(YOUR TASK): Some lines of these records may hold the word "CartRecord"; state how many, using only the number.

--- TASK INPUTS Enclosed Below ---

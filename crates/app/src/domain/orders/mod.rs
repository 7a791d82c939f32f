//! Orders

pub mod data;
pub mod models;
pub mod records;
mod repository;

pub(crate) use repository::PgOrdersRepository;
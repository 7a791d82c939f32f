//! Cart Records

use jiff::Timestamp;

use crate::{domain::products::records::ProductRecord, uuids::TypedUuid};

/// Cart UUID
pub type CartUuid = TypedUuid<CartRecord>;

/// Cart Record
#[derive(Debug, Clone, PartialEq)]
pub struct CartRecord {
    pub uuid: CartUuid,
    pub created_at: Timestamp,
}

/// Cart Line UUID
pub type CartLineUuid = TypedUuid<CartLineRecord>;

/// Cart Line Record, joined with the product it refers to.
#[derive(Debug, Clone, PartialEq)]
pub struct CartLineRecord {
    pub uuid: CartLineUuid,
    pub cart_uuid: CartUuid,
    pub product: ProductRecord,

    /// Always at least one.
    pub quantity: u32,

    pub created_at: Timestamp,
}
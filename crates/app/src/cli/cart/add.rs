use std::io::Write;

use clap::Args;
use tiffin_app::domain::checkout::OrderAssembler;
use uuid::Uuid;

use crate::cli::{DatabaseArgs, output_error};

#[derive(Debug, Args)]
pub(crate) struct AddLineItemArgs {
    #[command(flatten)]
    database: DatabaseArgs,

    /// Customer whose cart receives the product
    #[arg(long)]
    customer: Uuid,

    /// Product to add
    #[arg(long)]
    product: Uuid,
}

pub(crate) async fn run(args: AddLineItemArgs) -> Result<(), String> {
    let context = args.database.context().await?;

    execute(
        context.orders.as_ref(),
        args.customer,
        args.product,
        &mut std::io::stdout(),
    )
    .await
}

async fn execute(
    orders: &dyn OrderAssembler,
    customer: Uuid,
    product: Uuid,
    out: &mut dyn Write,
) -> Result<(), String> {
    let line = orders
        .add_line_item(customer.into(), product.into())
        .await
        .map_err(|error| format!("failed to add product to cart: {error}"))?;

    writeln!(out, "cart_line_uuid: {}", line.uuid).map_err(output_error)?;
    writeln!(out, "product_uuid: {}", line.product.uuid).map_err(output_error)?;
    writeln!(out, "product_name: {}", line.product.name).map_err(output_error)?;
    writeln!(out, "quantity: {}", line.quantity).map_err(output_error)?;

    Ok(())
}
//! Restaurants

pub mod models;
pub mod records;
mod repository;

pub(crate) use repository::PgRestaurantsRepository;
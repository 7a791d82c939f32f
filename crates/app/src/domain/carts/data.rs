//! Cart Data

use jiff::Timestamp;

use crate::domain::{
    carts::records::{CartLineUuid, CartUuid},
    products::records::ProductUuid,
};

/// New Cart Line Data
///
/// Used when the product is not in the cart yet. When it is, the existing line is
/// incremented and `uuid`/`created_at` are discarded.
#[derive(Debug, Clone, PartialEq)]
pub struct NewCartLine {
    pub uuid: CartLineUuid,
    pub cart_uuid: CartUuid,
    pub product_uuid: ProductUuid,
    pub created_at: Timestamp,
}
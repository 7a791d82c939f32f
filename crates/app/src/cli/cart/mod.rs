use clap::{Args, Subcommand};

mod add;
mod clear;
mod show;

#[derive(Debug, Args)]
pub(crate) struct CartCommand {
    #[command(subcommand)]
    command: CartSubcommand,
}

#[derive(Debug, Subcommand)]
enum CartSubcommand {
    /// Add one unit of a product to a customer's cart
    Add(add::AddLineItemArgs),
    /// Print a cart's lines, item count and total
    Show(show::ShowCartArgs),
    /// Remove every line from a cart
    Clear(clear::ClearCartArgs),
}

pub(crate) async fn run(command: CartCommand) -> Result<(), String> {
    match command.command {
        CartSubcommand::Add(args) => add::run(args).await,
        CartSubcommand::Show(args) => show::run(args).await,
        CartSubcommand::Clear(args) => clear::run(args).await,
    }
}
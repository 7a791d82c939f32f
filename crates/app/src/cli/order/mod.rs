use clap::{Args, Subcommand};

mod create;

#[derive(Debug, Args)]
pub(crate) struct OrderCommand {
    #[command(subcommand)]
    command: OrderSubcommand,
}

#[derive(Debug, Subcommand)]
enum OrderSubcommand {
    /// Turn a customer's cart into an order
    Create(create::CreateOrderArgs),
}

pub(crate) async fn run(command: OrderCommand) -> Result<(), String> {
    match command.command {
        OrderSubcommand::Create(args) => create::run(args).await,
    }
}
use std::io::Write;

use clap::Args;
use tiffin_app::domain::checkout::OrderAssembler;
use uuid::Uuid;

use crate::cli::{DatabaseArgs, output_error};

#[derive(Debug, Args)]
pub(crate) struct ClearCartArgs {
    #[command(flatten)]
    database: DatabaseArgs,

    /// Cart to empty
    #[arg(long)]
    cart: Uuid,
}

pub(crate) async fn run(args: ClearCartArgs) -> Result<(), String> {
    let context = args.database.context().await?;

    execute(context.orders.as_ref(), args.cart, &mut std::io::stdout()).await
}

async fn execute(
    orders: &dyn OrderAssembler,
    cart: Uuid,
    out: &mut dyn Write,
) -> Result<(), String> {
    orders
        .clear_cart(cart.into())
        .await
        .map_err(|error| format!("failed to clear cart: {error}"))?;

    writeln!(out, "cart_uuid: {cart}").map_err(output_error)?;
    writeln!(out, "status: cleared").map_err(output_error)?;

    Ok(())
}
//! # Coordinate types
//!
//! Plain value types for the positions produced by the crate, one per frame family:
//!
//! | Type | Components | Units |
//! |------|------------|-------|
//! | [`RectangularCoordinates`] | `x`, `y`, `z` | AU |
//! | [`EclipticSphericalCoordinates`] | `lon` ∈ [0, 360), `lat` ∈ [−90, 90], `radius_vector` | °, °, AU |
//! | [`EquatorialSphericalCoordinates`] | `right_ascension` ∈ [0, 360), `declination` ∈ [−90, 90], `radius_vector` | °, °, AU |
//! | [`HorizontalCoordinates`] | `azimuth` ∈ [0, 360) from north through east, `altitude` ∈ [−90, 90], `radius_vector` | °, °, AU |
//!
//! The frame (heliocentric/geocentric, J2000/date) is implied by the producing query.
//! Values are created fresh by every query and never mutated afterwards.
//!
//! The checked constructors (`new`) normalise the longitude-like component and reject
//! malformed values with [`HeliographError::InvalidCoordinate`].
//!
//! ## See also
//! * [`conversion`] – the frame converter working on these types.
pub mod conversion;

use nalgebra::Vector3;
use serde::{Deserialize, Serialize};

use crate::constants::{AstronomicalUnit, Degree};
use crate::heliograph_errors::HeliographError;

/// Normalize an angle in degrees into `[0, 360)`.
pub fn normalize_angle(angle: Degree) -> Degree {
    let a = angle.rem_euclid(360.0);
    // rem_euclid rounds tiny negative inputs up to exactly 360
    if a >= 360.0 {
        0.0
    } else {
        a
    }
}

/// Normalize an angle in degrees into `[−180, 180)`.
pub fn normalize_angle_180(angle: Degree) -> Degree {
    normalize_angle(angle + 180.0) - 180.0
}

fn check_finite(name: &str, value: f64) -> Result<(), HeliographError> {
    if value.is_finite() {
        Ok(())
    } else {
        Err(HeliographError::InvalidCoordinate(format!(
            "{name} must be finite, got {value}"
        )))
    }
}

fn check_latitude(name: &str, value: Degree) -> Result<(), HeliographError> {
    check_finite(name, value)?;
    if (-90.0..=90.0).contains(&value) {
        Ok(())
    } else {
        Err(HeliographError::InvalidCoordinate(format!(
            "{name} must be in [-90, 90], got {value}"
        )))
    }
}

fn check_radius(value: AstronomicalUnit) -> Result<(), HeliographError> {
    check_finite("radius vector", value)?;
    if value < 0.0 {
        return Err(HeliographError::InvalidCoordinate(format!(
            "radius vector must be non-negative, got {value}"
        )));
    }
    Ok(())
}

/// Cartesian position in astronomical units.
#[derive(Debug, Clone, Copy, PartialEq, Default, Serialize, Deserialize)]
pub struct RectangularCoordinates {
    pub x: AstronomicalUnit,
    pub y: AstronomicalUnit,
    pub z: AstronomicalUnit,
}

impl RectangularCoordinates {
    pub fn new(x: f64, y: f64, z: f64) -> Self {
        Self { x, y, z }
    }

    pub fn as_vector(&self) -> Vector3<f64> {
        Vector3::new(self.x, self.y, self.z)
    }

    pub fn from_vector(v: &Vector3<f64>) -> Self {
        Self::new(v.x, v.y, v.z)
    }

    /// Euclidean distance to the origin.
    pub fn norm(&self) -> AstronomicalUnit {
        self.as_vector().norm()
    }
}

/// Ecliptic longitude, latitude and radius vector.
#[derive(Debug, Clone, Copy, PartialEq, Default, Serialize, Deserialize)]
pub struct EclipticSphericalCoordinates {
    pub lon: Degree,
    pub lat: Degree,
    pub radius_vector: AstronomicalUnit,
}

impl EclipticSphericalCoordinates {
    /// Checked constructor, the longitude is normalized into `[0, 360)`.
    pub fn new(
        lon: Degree,
        lat: Degree,
        radius_vector: AstronomicalUnit,
    ) -> Result<Self, HeliographError> {
        check_finite("ecliptic longitude", lon)?;
        check_latitude("ecliptic latitude", lat)?;
        check_radius(radius_vector)?;
        Ok(Self {
            lon: normalize_angle(lon),
            lat,
            radius_vector,
        })
    }

    /// Check the invariants of a value built field by field.
    pub fn validate(&self) -> Result<(), HeliographError> {
        check_finite("ecliptic longitude", self.lon)?;
        check_latitude("ecliptic latitude", self.lat)?;
        check_radius(self.radius_vector)
    }
}

/// Right ascension, declination and radius vector.
#[derive(Debug, Clone, Copy, PartialEq, Default, Serialize, Deserialize)]
pub struct EquatorialSphericalCoordinates {
    pub right_ascension: Degree,
    pub declination: Degree,
    pub radius_vector: AstronomicalUnit,
}

impl EquatorialSphericalCoordinates {
    /// Checked constructor, the right ascension is normalized into `[0, 360)`.
    pub fn new(
        right_ascension: Degree,
        declination: Degree,
        radius_vector: AstronomicalUnit,
    ) -> Result<Self, HeliographError> {
        check_finite("right ascension", right_ascension)?;
        check_latitude("declination", declination)?;
        check_radius(radius_vector)?;
        Ok(Self {
            right_ascension: normalize_angle(right_ascension),
            declination,
            radius_vector,
        })
    }

    pub fn validate(&self) -> Result<(), HeliographError> {
        check_finite("right ascension", self.right_ascension)?;
        check_latitude("declination", self.declination)?;
        check_radius(self.radius_vector)
    }
}

/// Azimuth (from north, through east), altitude and radius vector.
#[derive(Debug, Clone, Copy, PartialEq, Default, Serialize, Deserialize)]
pub struct HorizontalCoordinates {
    pub azimuth: Degree,
    pub altitude: Degree,
    pub radius_vector: AstronomicalUnit,
}

impl HorizontalCoordinates {
    pub fn new(
        azimuth: Degree,
        altitude: Degree,
        radius_vector: AstronomicalUnit,
    ) -> Result<Self, HeliographError> {
        check_finite("azimuth", azimuth)?;
        check_latitude("altitude", altitude)?;
        check_radius(radius_vector)?;
        Ok(Self {
            azimuth: normalize_angle(azimuth),
            altitude,
            radius_vector,
        })
    }
}

#[cfg(test)]
mod coordinates_test {
    use super::*;

    #[test]
    fn test_normalize_angle() {
        assert_eq!(normalize_angle(370.0), 10.0);
        assert_eq!(normalize_angle(-10.0), 350.0);
        assert_eq!(normalize_angle(360.0), 0.0);
        assert_eq!(normalize_angle(-1e-20), 0.0);
        assert_eq!(normalize_angle_180(190.0), -170.0);
        assert_eq!(normalize_angle_180(-190.0), 170.0);
        assert_eq!(normalize_angle_180(45.0), 45.0);
    }

    #[test]
    fn test_checked_constructors() {
        let c = EclipticSphericalCoordinates::new(-30.0, 10.0, 1.0).unwrap();
        assert_eq!(c.lon, 330.0);

        assert!(EclipticSphericalCoordinates::new(10.0, 91.0, 1.0).is_err());
        assert_eq!(
            EquatorialSphericalCoordinates::new(10.0, 0.0, -1.0),
            Err(HeliographError::InvalidCoordinate(
                "radius vector must be non-negative, got -1".into()
            ))
        );
        assert!(HorizontalCoordinates::new(f64::NAN, 0.0, 1.0).is_err());

        let bad = EclipticSphericalCoordinates {
            lon: 0.0,
            lat: 0.0,
            radius_vector: -0.5,
        };
        assert!(bad.validate().is_err());
    }

    #[test]
    fn test_rectangular_vector_round_trip() {
        let r = RectangularCoordinates::new(1.0, -2.0, 2.0);
        assert_eq!(RectangularCoordinates::from_vector(&r.as_vector()), r);
        assert_eq!(r.norm(), 3.0);
    }
}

--- End of Enclosed TASK INPUTS ---

(WORKED SOLUTION): 2